### THE PROBLEM
Set down all of the entries exactly, leaving nothing out.

*** Opening GIVEN RECORDS ***

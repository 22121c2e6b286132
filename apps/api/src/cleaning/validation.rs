use std::collections::{BTreeMap, BTreeSet};

use once_cell::sync::Lazy;
use regex::Regex;
use tracing::debug;

use crate::cleaning::normalize::{parse_number, round_to, title_case};
use crate::models::record::FieldValue;

#[derive(Debug, Clone, Copy, PartialEq, Eq)]
pub enum ValueType {
    Text,
    Number,
}

/// A per-field constraint. Built once; never mutated afterwards.
#[derive(Debug, Clone)]
pub struct FieldRule {
    pub field_name: String,
    /// Must match the whole string form of the value.
    pub pattern: Option<Regex>,
    pub min: Option<f64>,
    pub max: Option<f64>,
    pub required: bool,
    /// Checked case-sensitively after title-casing.
    pub allowed_values: Option<BTreeSet<String>>,
    pub value_type: ValueType,
}

impl FieldRule {
    fn text(field_name: &str) -> Self {
        Self {
            field_name: field_name.to_string(),
            pattern: None,
            min: None,
            max: None,
            required: false,
            allowed_values: None,
            value_type: ValueType::Text,
        }
    }

    fn number(field_name: &str) -> Self {
        Self {
            value_type: ValueType::Number,
            ..Self::text(field_name)
        }
    }

    fn required(mut self) -> Self {
        self.required = true;
        self
    }

    fn pattern(mut self, pattern: &str) -> Self {
        let anchored = format!("^(?:{pattern})$");
        self.pattern = Some(Regex::new(&anchored).expect("field rule pattern compiles"));
        self
    }

    fn range(mut self, min: f64, max: f64) -> Self {
        self.min = Some(min);
        self.max = Some(max);
        self
    }

    fn allowed(mut self, values: &[&str]) -> Self {
        self.allowed_values = Some(values.iter().map(|v| v.to_string()).collect());
        self
    }
}

#[derive(Debug, Clone, PartialEq)]
pub struct ValidationVerdict {
    pub valid: bool,
    /// The value to store when valid. `None` for an absent optional field.
    pub normalized: Option<FieldValue>,
}

impl ValidationVerdict {
    fn valid(normalized: Option<FieldValue>) -> Self {
        Self {
            valid: true,
            normalized,
        }
    }

    fn invalid() -> Self {
        Self {
            valid: false,
            normalized: None,
        }
    }
}

pub const ALLOWED_PROGRAMS: &[&str] = &[
    "Computer Science",
    "Data Science",
    "Business Administration",
    "Engineering",
    "Mathematics",
    "Statistics",
    "Information Systems",
];

/// Identity rules applied to every student record, keyed by field name.
pub static STUDENT_RULES: Lazy<BTreeMap<String, FieldRule>> = Lazy::new(|| {
    [
        FieldRule::text("student_id").required().pattern(r"STU\d{3}"),
        FieldRule::text("email")
            .required()
            .pattern(r"[a-zA-Z0-9._%+-]+@[a-zA-Z0-9.-]+\.[a-zA-Z]{2,}"),
        FieldRule::number("gpa").required().range(0.0, 4.0),
        FieldRule::text("academic_program")
            .required()
            .allowed(ALLOWED_PROGRAMS),
    ]
    .into_iter()
    .map(|rule| (rule.field_name.clone(), rule))
    .collect()
});

/// Evaluates one value against one rule. Pure.
pub fn validate(field_name: &str, raw_value: &FieldValue, rule: &FieldRule) -> ValidationVerdict {
    if raw_value.is_blank() {
        if rule.required {
            debug!(field = field_name, "required field missing");
            return ValidationVerdict::invalid();
        }
        return ValidationVerdict::valid(None);
    }

    let normalized = match rule.value_type {
        ValueType::Number => {
            let number = match raw_value {
                FieldValue::Number(n) => Some(*n),
                FieldValue::Text(s) => parse_number(s),
                _ => None,
            };
            let Some(number) = number else {
                debug!(field = field_name, "value is not numeric");
                return ValidationVerdict::invalid();
            };
            if rule.min.is_some_and(|min| number < min) || rule.max.is_some_and(|max| number > max)
            {
                debug!(field = field_name, value = number, "value out of range");
                return ValidationVerdict::invalid();
            }
            FieldValue::Number(number)
        }
        ValueType::Text => {
            let text = raw_value.to_plain_string();
            if rule.allowed_values.is_some() {
                FieldValue::Text(title_case(&text))
            } else {
                FieldValue::Text(text)
            }
        }
    };

    let as_string = normalized.to_plain_string();
    if let Some(pattern) = &rule.pattern {
        if !pattern.is_match(&as_string) {
            debug!(field = field_name, "value does not match pattern");
            return ValidationVerdict::invalid();
        }
    }
    if let Some(allowed) = &rule.allowed_values {
        if !allowed.contains(&as_string) {
            debug!(field = field_name, value = %as_string, "value not in allowed set");
            return ValidationVerdict::invalid();
        }
    }

    ValidationVerdict::valid(Some(normalized))
}

/// Replaces `field` on a record map with its validated form, or the missing
/// marker. Absent fields are left absent.
pub fn apply_rule(fields: &mut BTreeMap<String, FieldValue>, rule: &FieldRule) {
    let Some(current) = fields.get(&rule.field_name) else {
        return;
    };
    let verdict = validate(&rule.field_name, current, rule);
    let replacement = if verdict.valid {
        verdict.normalized.unwrap_or(FieldValue::Missing)
    } else {
        FieldValue::Missing
    };
    fields.insert(rule.field_name.clone(), replacement);
}

/// GPA inside [0, 4] rounded to two decimals, otherwise the missing marker.
pub fn clean_gpa(raw: &FieldValue) -> FieldValue {
    let verdict = validate("gpa", raw, &STUDENT_RULES["gpa"]);
    match verdict.normalized {
        Some(FieldValue::Number(gpa)) if verdict.valid => FieldValue::Number(round_to(gpa, 2)),
        _ => FieldValue::Missing,
    }
}
use std::collections::HashMap;

use async_trait::async_trait;
use bytes::Bytes;
use parking_lot::RwLock;

use crate::storage::{BlobStore, StorageError};

/// Process-local store. Contents vanish with the process.
#[derive(Debug, Default)]
pub struct MemoryBlobStore {
    objects: RwLock<HashMap<String, (Bytes, String)>>,
}

#[cfg(test)]
impl MemoryBlobStore {
    /// Stored keys, sorted.
    pub fn keys(&self) -> Vec<String> {
        let mut keys: Vec<String> = self.objects.read().keys().cloned().collect();
        keys.sort();
        keys
    }

    pub fn content_type(&self, key: &str) -> Option<String> {
        self.objects.read().get(key).map(|(_, ct)| ct.clone())
    }
}

#[async_trait]
impl BlobStore for MemoryBlobStore {
    async fn put(&self, key: &str, body: Bytes, content_type: &str) -> Result<(), StorageError> {
        self.objects
            .write()
            .insert(key.to_string(), (body, content_type.to_string()));
        Ok(())
    }

    async fn get(&self, key: &str) -> Result<Bytes, StorageError> {
        self.objects
            .read()
            .get(key)
            .map(|(body, _)| body.clone())
            .ok_or_else(|| StorageError::NotFound(key.to_string()))
    }

    fn backend(&self) -> &'static str {
        "memory"
    }
}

*** Closing GIVEN RECORDS ***

### OUTPUT FOR THIS EXERCISE
repository 22121c2e6b286132
filename apps/api/src/cleaning/validation.rs
use std::collections::{BTreeMap, BTreeSet};

use once_cell::sync::Lazy;
use regex::Regex;
use tracing::debug;

use crate::cleaning::normalize::{parse_number, round_to, title_case};
use crate::models::record::FieldValue;

#[derive(Debug, Clone, Copy, PartialEq, Eq)]
pub enum ValueType {
    Text,
    Number,
}

/// A per-field constraint. Built once; never mutated afterwards.
#[derive(Debug, Clone)]
pub struct FieldRule {
    pub field_name: String,
    /// Must match the whole string form of the value.
    pub pattern: Option<Regex>,
    pub min: Option<f64>,
    pub max: Option<f64>,
    pub required: bool,
    /// Checked case-sensitively after title-casing.
    pub allowed_values: Option<BTreeSet<String>>,
    pub value_type: ValueType,
}

impl FieldRule {
    fn text(field_name: &str) -> Self {
        Self {
            field_name: field_name.to_string(),
            pattern: None,
            min: None,
            max: None,
            required: false,
            allowed_values: None,
            value_type: ValueType::Text,
        }
    }

    fn number(field_name: &str) -> Self {
        Self {
            value_type: ValueType::Number,
            ..Self::text(field_name)
        }
    }

    fn required(mut self) -> Self {
        self.required = true;
        self
    }

    fn pattern(mut self, pattern: &str) -> Self {
        let anchored = format!("^(?:{pattern})$");
        self.pattern = Some(Regex::new(&anchored).expect("field rule pattern compiles"));
        self
    }

    fn range(mut self, min: f64, max: f64) -> Self {
        self.min = Some(min);
        self.max = Some(max);
        self
    }

    fn allowed(mut self, values: &[&str]) -> Self {
        self.allowed_values = Some(values.iter().map(|v| v.to_string()).collect());
        self
    }
}

#[derive(Debug, Clone, PartialEq)]
pub struct ValidationVerdict {
    pub valid: bool,
    /// The value to store when valid. `None` for an absent optional field.
    pub normalized: Option<FieldValue>,
}

impl ValidationVerdict {
    fn valid(normalized: Option<FieldValue>) -> Self {
        Self {
            valid: true,
            normalized,
        }
    }

    fn invalid() -> Self {
        Self {
            valid: false,
            normalized: None,
        }
    }
}

pub const ALLOWED_PROGRAMS: &[&str] = &[
    "Computer Science",
    "Data Science",
    "Business Administration",
    "Engineering",
    "Mathematics",
    "Statistics",
    "Information Systems",
];

/// Identity rules applied to every student record, keyed by field name.
pub static STUDENT_RULES: Lazy<BTreeMap<String, FieldRule>> = Lazy::new(|| {
    [
        FieldRule::text("student_id").required().pattern(r"STU\d{3}"),
        FieldRule::text("email")
            .required()
            .pattern(r"[a-zA-Z0-9._%+-]+@[a-zA-Z0-9.-]+\.[a-zA-Z]{2,}"),
        FieldRule::number("gpa").required().range(0.0, 4.0),
        FieldRule::text("academic_program")
            .required()
            .allowed(ALLOWED_PROGRAMS),
    ]
    .into_iter()
    .map(|rule| (rule.field_name.clone(), rule))
    .collect()
});

/// Evaluates one value against one rule. Pure.
pub fn validate(field_name: &str, raw_value: &FieldValue, rule: &FieldRule) -> ValidationVerdict {
    if raw_value.is_blank() {
        if rule.required {
            debug!(field = field_name, "required field missing");
            return ValidationVerdict::invalid();
        }
        return ValidationVerdict::valid(None);
    }

    let normalized = match rule.value_type {
        ValueType::Number => {
            let number = match raw_value {
                FieldValue::Number(n) => Some(*n),
                FieldValue::Text(s) => parse_number(s),
                _ => None,
            };
            let Some(number) = number else {
                debug!(field = field_name, "value is not numeric");
                return ValidationVerdict::invalid();
            };
            if rule.min.is_some_and(|min| number < min) || rule.max.is_some_and(|max| number > max)
            {
                debug!(field = field_name, value = number, "value out of range");
                return ValidationVerdict::invalid();
            }
            FieldValue::Number(number)
        }
        ValueType::Text => {
            let text = raw_value.to_plain_string();
            if rule.allowed_values.is_some() {
                FieldValue::Text(title_case(&text))
            } else {
                FieldValue::Text(text)
            }
        }
    };

    let as_string = normalized.to_plain_string();
    if let Some(pattern) = &rule.pattern {
        if !pattern.is_match(&as_string) {
            debug!(field = field_name, "value does not match pattern");
            return ValidationVerdict::invalid();
        }
    }
    if let Some(allowed) = &rule.allowed_values {
        if !allowed.contains(&as_string) {
            debug!(field = field_name, value = %as_string, "value not in allowed set");
            return ValidationVerdict::invalid();
        }
    }

    ValidationVerdict::valid(Some(normalized))
}

/// Replaces `field` on a record map with its validated form, or the missing
/// marker. Absent fields are left absent.
pub fn apply_rule(fields: &mut BTreeMap<String, FieldValue>, rule: &FieldRule) {
    let Some(current) = fields.get(&rule.field_name) else {
        return;
    };
    let verdict = validate(&rule.field_name, current, rule);
    let replacement = if verdict.valid {
        verdict.normalized.unwrap_or(FieldValue::Missing)
    } else {
        FieldValue::Missing
    };
    fields.insert(rule.field_name.clone(), replacement);
}

/// GPA inside [0, 4] rounded to two decimals, otherwise the missing marker.
pub fn clean_gpa(raw: &FieldValue) -> FieldValue {
    let verdict = validate("gpa", raw, &STUDENT_RULES["gpa"]);
    match verdict.normalized {
        Some(FieldValue::Number(gpa)) if verdict.valid => FieldValue::Number(round_to(gpa, 2)),
        _ => FieldValue::Missing,
    }
}
use std::collections::HashMap;

use async_trait::async_trait;
use bytes::Bytes;
use parking_lot::RwLock;

use crate::storage::{BlobStore, StorageError};

/// Process-local store. Contents vanish with the process.
#[derive(Debug, Default)]
pub struct MemoryBlobStore {
    objects: RwLock<HashMap<String, (Bytes, String)>>,
}

#[cfg(test)]
impl MemoryBlobStore {
    /// Stored keys, sorted.
    pub fn keys(&self) -> Vec<String> {
        let mut keys: Vec<String> = self.objects.read().keys().cloned().collect();
        keys.sort();
        keys
    }

    pub fn content_type(&self, key: &str) -> Option<String> {
        self.objects.read().get(key).map(|(_, ct)| ct.clone())
    }
}

#[async_trait]
impl BlobStore for MemoryBlobStore {
    async fn put(&self, key: &str, body: Bytes, content_type: &str) -> Result<(), StorageError> {
        self.objects
            .write()
            .insert(key.to_string(), (body, content_type.to_string()));
        Ok(())
    }

    async fn get(&self, key: &str) -> Result<Bytes, StorageError> {
        self.objects
            .read()
            .get(key)
            .map(|(body, _)| body.clone())
            .ok_or_else(|| StorageError::NotFound(key.to_string()))
    }

    fn backend(&self) -> &'static str {
        "memory"
    }
}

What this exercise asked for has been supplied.